- Your task:
Retype, word for word, each line between the lines holding "run parameters used" and "pub mod shape;", inclusive, and leave the rest of the data alone.

- Supplied information:

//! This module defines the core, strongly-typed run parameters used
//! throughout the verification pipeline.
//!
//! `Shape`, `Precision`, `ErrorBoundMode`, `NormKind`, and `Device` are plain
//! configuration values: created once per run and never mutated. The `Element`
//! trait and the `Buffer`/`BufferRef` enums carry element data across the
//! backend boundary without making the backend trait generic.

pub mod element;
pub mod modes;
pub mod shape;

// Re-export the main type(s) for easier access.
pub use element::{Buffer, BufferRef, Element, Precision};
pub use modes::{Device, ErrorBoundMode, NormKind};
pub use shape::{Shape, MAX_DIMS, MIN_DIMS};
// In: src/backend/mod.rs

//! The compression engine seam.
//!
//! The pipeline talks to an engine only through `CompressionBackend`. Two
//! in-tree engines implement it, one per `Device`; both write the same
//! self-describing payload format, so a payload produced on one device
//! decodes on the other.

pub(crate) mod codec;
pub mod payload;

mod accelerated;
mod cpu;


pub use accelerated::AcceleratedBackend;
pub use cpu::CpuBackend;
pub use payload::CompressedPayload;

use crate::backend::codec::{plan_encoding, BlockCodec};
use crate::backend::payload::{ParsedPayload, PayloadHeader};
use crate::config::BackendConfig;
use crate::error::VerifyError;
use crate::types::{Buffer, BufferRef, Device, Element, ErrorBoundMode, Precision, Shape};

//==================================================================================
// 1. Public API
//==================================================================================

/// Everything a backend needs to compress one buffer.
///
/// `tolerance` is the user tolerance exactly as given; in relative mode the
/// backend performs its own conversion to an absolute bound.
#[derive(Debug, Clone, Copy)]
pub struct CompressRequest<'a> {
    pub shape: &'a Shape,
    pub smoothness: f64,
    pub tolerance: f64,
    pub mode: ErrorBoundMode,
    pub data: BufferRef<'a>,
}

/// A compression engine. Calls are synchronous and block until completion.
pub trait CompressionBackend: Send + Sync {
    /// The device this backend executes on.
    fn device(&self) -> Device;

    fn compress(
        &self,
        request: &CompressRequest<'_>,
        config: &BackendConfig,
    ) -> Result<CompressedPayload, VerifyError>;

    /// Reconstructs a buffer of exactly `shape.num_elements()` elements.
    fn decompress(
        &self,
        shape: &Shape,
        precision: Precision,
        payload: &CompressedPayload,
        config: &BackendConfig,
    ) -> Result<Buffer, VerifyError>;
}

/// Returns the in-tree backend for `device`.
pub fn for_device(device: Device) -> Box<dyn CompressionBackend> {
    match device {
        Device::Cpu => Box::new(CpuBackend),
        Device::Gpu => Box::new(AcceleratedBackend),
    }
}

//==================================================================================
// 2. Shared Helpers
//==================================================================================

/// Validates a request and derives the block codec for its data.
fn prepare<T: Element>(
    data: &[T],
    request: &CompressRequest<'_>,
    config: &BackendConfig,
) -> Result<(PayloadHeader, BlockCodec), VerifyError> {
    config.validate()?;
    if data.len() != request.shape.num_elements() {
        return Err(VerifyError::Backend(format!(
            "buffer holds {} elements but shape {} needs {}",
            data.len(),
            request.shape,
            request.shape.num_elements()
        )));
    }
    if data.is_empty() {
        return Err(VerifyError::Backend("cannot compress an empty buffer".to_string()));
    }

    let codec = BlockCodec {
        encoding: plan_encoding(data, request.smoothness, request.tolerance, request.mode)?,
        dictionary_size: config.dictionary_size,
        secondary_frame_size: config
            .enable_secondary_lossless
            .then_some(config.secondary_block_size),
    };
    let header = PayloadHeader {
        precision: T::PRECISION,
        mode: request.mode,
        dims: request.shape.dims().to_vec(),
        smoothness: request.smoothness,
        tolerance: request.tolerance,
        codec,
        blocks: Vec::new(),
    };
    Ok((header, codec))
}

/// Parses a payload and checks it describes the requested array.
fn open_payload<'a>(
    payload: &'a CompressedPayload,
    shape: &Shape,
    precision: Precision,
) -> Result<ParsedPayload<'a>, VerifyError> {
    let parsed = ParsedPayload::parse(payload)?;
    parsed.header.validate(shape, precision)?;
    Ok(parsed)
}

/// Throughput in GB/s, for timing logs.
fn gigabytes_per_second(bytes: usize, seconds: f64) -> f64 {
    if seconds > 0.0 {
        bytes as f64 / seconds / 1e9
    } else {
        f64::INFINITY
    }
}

* * *

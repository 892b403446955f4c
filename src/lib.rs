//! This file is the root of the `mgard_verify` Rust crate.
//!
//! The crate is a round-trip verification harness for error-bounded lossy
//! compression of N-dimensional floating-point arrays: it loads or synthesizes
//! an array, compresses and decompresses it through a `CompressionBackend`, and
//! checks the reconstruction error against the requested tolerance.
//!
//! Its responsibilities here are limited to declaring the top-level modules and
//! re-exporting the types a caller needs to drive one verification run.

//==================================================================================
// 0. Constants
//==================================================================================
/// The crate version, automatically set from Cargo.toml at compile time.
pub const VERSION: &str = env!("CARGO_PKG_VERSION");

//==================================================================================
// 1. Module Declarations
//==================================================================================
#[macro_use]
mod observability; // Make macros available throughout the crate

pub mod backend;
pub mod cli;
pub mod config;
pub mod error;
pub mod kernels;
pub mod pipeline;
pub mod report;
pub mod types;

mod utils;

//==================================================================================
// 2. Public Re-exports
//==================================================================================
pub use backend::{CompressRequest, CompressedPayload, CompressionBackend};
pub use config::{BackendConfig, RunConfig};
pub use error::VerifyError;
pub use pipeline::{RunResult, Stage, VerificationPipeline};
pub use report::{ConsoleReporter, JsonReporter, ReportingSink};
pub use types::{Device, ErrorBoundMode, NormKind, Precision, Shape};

* * *

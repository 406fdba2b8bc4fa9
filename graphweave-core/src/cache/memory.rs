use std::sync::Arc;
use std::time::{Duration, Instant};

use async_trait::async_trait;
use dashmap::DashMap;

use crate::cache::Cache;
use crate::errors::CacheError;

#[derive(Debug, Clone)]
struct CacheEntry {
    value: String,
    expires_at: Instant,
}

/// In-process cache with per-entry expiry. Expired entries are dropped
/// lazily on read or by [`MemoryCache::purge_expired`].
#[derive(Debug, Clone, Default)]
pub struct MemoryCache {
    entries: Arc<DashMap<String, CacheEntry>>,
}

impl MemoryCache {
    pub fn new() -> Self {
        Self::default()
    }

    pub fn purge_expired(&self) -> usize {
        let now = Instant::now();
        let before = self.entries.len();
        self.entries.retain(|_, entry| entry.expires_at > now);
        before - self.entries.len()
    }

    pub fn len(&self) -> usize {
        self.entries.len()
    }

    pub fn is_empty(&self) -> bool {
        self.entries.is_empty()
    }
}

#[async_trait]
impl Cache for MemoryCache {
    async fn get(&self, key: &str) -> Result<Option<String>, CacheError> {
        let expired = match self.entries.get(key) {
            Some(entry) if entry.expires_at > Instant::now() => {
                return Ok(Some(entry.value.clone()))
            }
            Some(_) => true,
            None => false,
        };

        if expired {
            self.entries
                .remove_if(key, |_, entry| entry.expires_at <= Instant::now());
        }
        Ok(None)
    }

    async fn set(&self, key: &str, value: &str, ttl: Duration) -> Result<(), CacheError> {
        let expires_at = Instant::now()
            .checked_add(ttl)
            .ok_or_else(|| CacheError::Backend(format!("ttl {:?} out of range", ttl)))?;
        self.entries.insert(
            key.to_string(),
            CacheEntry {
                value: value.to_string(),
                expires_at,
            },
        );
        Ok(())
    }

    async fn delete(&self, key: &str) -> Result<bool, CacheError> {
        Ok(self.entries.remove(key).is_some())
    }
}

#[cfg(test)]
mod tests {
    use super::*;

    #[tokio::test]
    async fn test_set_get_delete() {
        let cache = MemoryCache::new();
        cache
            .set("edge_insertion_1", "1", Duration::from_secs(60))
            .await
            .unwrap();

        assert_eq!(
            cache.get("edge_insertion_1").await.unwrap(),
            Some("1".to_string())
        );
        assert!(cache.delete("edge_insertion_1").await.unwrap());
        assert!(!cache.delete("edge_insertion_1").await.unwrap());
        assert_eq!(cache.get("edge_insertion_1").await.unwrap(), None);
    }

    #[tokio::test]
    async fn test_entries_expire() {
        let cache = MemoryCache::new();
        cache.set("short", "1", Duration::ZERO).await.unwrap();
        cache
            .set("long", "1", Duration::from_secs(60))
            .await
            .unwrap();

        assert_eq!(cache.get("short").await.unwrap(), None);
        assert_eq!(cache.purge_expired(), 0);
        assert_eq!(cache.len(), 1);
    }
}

- Response to this task:
//! This module defines the core, strongly-typed run parameters used
//! throughout the verification pipeline.
//!
//! `Shape`, `Precision`, `ErrorBoundMode`, `NormKind`, and `Device` are plain
//! configuration values: created once per run and never mutated. The `Element`
//! trait and the `Buffer`/`BufferRef` enums carry element data across the
//! backend boundary without making the backend trait generic.

pub mod element;
pub mod modes;
pub mod shape;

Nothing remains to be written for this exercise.